- _TASK DETAILS_: Needed from the data below: every line from the one with "category @ SettingsTarget::Category" up to and including the one with "Deactivate a record.", repeated exactly and with nothing else.

- _PROVIDED DATA_:
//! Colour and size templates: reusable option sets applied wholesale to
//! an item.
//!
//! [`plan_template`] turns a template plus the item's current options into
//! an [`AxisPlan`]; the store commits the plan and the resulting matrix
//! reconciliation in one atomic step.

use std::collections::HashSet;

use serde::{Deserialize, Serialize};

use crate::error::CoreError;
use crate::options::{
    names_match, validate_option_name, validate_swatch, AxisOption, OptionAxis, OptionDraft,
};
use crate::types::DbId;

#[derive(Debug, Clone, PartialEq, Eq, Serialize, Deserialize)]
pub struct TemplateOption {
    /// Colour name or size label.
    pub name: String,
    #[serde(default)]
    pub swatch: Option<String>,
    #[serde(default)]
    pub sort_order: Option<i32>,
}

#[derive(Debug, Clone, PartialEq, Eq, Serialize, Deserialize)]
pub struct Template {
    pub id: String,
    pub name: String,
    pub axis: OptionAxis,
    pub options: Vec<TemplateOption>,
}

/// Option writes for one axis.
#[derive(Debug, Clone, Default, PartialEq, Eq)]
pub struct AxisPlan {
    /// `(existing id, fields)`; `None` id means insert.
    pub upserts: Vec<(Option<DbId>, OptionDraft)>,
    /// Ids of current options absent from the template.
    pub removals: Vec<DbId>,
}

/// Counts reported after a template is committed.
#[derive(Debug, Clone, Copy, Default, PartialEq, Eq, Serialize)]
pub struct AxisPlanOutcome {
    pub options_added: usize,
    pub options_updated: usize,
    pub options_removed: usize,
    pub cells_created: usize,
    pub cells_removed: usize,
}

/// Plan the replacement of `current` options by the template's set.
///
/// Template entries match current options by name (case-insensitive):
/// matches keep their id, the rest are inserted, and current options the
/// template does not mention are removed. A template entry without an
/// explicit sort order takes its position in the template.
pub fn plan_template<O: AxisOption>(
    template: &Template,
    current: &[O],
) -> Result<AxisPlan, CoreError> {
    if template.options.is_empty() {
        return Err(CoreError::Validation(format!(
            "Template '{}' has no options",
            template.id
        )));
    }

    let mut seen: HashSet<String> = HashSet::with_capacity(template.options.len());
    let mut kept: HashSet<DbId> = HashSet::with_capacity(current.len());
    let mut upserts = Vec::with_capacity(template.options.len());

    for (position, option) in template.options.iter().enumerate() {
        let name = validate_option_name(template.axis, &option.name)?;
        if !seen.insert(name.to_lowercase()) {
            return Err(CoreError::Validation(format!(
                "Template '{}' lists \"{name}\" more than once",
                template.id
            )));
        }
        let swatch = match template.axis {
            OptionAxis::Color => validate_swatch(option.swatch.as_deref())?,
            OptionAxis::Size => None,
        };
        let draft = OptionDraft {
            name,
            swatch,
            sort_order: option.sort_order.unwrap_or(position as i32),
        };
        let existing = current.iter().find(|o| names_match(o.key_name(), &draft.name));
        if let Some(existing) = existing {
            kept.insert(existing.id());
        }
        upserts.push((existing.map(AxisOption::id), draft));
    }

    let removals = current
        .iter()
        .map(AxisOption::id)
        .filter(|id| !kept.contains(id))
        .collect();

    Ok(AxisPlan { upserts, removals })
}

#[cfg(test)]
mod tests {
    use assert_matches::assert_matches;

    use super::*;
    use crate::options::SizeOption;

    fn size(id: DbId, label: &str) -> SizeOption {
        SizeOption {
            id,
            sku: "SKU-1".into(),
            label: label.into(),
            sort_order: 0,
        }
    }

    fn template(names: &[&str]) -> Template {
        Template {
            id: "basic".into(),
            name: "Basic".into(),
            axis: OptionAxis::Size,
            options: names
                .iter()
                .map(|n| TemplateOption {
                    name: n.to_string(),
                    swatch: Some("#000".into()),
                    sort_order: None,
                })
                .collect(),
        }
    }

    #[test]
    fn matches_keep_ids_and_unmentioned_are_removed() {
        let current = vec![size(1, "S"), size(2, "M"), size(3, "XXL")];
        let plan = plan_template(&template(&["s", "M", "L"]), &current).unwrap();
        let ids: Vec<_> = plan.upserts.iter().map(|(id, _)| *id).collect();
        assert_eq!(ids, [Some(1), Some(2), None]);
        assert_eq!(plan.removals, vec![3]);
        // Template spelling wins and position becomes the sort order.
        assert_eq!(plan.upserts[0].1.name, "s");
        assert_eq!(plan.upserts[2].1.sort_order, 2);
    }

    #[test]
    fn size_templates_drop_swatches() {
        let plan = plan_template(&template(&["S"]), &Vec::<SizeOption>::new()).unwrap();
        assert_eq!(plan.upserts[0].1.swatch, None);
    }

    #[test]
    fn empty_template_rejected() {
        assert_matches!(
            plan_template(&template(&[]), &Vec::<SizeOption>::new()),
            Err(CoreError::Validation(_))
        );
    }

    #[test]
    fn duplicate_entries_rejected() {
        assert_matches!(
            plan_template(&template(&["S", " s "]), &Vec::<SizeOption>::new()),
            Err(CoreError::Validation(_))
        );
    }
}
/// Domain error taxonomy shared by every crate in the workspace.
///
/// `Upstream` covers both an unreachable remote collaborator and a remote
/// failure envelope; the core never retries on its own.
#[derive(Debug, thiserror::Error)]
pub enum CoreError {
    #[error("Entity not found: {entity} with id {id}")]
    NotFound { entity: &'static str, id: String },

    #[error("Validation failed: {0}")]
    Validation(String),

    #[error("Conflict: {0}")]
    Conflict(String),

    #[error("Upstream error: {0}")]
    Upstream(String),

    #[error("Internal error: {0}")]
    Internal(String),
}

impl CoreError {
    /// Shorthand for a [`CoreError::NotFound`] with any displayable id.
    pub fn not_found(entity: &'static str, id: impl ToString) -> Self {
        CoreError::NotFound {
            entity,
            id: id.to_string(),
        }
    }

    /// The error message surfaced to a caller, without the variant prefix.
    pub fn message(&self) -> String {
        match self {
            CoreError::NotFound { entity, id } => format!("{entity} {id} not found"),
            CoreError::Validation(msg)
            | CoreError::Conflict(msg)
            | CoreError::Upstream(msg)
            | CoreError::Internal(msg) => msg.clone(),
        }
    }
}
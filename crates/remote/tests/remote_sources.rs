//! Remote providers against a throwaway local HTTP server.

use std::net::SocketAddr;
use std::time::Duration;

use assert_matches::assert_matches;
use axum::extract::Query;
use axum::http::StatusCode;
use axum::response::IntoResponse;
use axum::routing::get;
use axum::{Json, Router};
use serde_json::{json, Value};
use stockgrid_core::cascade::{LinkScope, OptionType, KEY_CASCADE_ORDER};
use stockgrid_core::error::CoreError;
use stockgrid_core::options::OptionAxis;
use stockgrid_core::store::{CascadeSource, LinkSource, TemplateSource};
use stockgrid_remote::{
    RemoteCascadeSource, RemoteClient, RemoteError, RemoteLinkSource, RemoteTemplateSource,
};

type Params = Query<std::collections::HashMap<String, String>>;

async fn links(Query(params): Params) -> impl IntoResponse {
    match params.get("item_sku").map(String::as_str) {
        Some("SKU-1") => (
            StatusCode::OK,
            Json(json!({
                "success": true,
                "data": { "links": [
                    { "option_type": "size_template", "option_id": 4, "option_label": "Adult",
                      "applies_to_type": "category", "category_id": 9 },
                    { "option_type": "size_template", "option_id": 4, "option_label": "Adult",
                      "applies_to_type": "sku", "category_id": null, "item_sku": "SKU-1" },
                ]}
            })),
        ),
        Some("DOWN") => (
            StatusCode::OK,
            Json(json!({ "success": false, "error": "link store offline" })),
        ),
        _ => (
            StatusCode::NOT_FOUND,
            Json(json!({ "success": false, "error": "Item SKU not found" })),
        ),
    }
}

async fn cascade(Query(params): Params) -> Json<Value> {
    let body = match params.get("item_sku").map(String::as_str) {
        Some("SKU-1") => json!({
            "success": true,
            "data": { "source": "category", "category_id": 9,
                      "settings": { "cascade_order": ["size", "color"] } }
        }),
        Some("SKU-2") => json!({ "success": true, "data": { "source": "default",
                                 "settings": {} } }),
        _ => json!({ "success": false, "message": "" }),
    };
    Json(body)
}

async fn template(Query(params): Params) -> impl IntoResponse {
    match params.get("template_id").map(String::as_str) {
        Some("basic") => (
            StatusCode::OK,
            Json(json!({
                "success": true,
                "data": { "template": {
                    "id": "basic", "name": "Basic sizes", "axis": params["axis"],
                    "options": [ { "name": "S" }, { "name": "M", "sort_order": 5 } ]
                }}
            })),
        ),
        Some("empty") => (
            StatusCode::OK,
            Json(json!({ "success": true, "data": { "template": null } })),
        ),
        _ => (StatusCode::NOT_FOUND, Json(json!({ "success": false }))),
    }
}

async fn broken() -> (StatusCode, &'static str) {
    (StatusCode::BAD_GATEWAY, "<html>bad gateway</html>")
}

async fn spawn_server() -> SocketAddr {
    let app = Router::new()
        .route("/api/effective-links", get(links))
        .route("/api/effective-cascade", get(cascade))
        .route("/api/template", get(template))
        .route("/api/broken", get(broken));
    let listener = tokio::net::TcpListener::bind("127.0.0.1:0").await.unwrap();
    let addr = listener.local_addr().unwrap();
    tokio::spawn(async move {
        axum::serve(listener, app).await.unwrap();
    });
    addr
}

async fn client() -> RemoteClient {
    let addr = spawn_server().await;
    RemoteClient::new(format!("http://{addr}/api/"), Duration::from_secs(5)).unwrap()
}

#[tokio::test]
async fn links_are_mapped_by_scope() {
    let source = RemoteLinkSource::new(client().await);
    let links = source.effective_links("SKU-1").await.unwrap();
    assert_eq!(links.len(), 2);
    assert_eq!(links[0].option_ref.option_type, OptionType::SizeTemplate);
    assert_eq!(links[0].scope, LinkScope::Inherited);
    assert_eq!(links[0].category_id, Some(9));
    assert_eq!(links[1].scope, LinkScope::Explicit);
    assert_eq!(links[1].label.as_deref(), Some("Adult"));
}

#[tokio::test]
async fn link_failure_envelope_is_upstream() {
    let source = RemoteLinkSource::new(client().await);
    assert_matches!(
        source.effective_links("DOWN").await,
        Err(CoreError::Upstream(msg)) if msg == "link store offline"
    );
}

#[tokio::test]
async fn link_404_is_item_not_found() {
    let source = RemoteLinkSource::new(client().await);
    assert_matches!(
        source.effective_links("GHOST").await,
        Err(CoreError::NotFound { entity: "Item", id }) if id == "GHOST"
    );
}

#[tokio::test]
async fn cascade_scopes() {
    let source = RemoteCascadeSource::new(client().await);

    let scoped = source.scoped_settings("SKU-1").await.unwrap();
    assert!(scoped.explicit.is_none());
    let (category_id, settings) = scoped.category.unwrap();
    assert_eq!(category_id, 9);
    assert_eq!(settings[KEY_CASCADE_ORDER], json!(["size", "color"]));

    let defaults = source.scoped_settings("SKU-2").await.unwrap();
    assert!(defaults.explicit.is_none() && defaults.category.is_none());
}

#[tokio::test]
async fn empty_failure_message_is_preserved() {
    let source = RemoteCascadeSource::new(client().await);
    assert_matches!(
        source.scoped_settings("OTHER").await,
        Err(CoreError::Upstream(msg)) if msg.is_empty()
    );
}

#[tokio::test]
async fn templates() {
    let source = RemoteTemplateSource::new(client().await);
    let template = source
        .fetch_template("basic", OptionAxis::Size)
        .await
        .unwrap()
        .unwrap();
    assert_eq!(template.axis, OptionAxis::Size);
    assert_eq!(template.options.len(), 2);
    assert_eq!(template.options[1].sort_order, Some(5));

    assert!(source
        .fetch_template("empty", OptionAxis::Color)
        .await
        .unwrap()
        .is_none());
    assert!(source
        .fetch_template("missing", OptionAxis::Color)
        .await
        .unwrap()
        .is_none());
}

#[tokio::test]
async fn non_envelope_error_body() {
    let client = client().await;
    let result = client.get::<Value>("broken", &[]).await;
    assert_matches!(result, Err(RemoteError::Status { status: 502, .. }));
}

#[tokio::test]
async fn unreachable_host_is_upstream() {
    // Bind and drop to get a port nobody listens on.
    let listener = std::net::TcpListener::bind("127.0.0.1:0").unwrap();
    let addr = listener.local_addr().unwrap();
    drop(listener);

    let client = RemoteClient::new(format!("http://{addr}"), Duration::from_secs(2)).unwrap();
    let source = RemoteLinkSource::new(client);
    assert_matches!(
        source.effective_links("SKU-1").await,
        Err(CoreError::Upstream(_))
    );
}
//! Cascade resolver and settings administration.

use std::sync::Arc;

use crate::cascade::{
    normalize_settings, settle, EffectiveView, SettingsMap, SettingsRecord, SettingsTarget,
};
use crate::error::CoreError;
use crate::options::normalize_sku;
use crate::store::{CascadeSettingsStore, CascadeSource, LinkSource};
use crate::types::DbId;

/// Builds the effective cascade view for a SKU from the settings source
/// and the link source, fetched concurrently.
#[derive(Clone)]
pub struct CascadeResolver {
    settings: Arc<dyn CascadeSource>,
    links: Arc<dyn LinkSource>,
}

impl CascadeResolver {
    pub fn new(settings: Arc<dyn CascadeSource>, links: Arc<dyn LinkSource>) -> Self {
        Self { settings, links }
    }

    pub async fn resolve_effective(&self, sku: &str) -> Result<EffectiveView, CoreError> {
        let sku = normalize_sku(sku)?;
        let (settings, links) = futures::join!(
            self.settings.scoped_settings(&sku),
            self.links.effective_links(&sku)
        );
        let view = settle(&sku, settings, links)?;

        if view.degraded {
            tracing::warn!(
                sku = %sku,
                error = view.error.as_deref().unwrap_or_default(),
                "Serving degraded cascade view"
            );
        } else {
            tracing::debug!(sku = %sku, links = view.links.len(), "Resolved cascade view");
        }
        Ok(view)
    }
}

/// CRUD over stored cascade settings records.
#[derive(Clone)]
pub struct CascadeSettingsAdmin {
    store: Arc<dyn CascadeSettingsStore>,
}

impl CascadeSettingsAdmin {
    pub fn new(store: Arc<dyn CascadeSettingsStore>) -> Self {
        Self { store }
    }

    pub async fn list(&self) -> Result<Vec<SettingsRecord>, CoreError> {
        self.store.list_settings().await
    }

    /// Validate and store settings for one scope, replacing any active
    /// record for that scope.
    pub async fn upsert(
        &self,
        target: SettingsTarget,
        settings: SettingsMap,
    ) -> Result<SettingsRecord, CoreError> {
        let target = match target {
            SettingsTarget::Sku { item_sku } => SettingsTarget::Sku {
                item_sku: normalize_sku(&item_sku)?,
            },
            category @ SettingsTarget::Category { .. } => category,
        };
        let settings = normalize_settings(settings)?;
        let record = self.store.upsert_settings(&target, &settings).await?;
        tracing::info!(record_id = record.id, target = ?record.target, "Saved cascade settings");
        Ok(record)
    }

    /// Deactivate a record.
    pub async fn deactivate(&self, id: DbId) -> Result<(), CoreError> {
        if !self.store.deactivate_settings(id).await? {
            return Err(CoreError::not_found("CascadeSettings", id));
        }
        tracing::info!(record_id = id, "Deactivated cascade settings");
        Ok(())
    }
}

- _EXERCISE ANSWER_:
            category @ SettingsTarget::Category { .. } => category,
        };
        let settings = normalize_settings(settings)?;
        let record = self.store.upsert_settings(&target, &settings).await?;
        tracing::info!(record_id = record.id, target = ?record.target, "Saved cascade settings");
        Ok(record)
    }

    /// Deactivate a record.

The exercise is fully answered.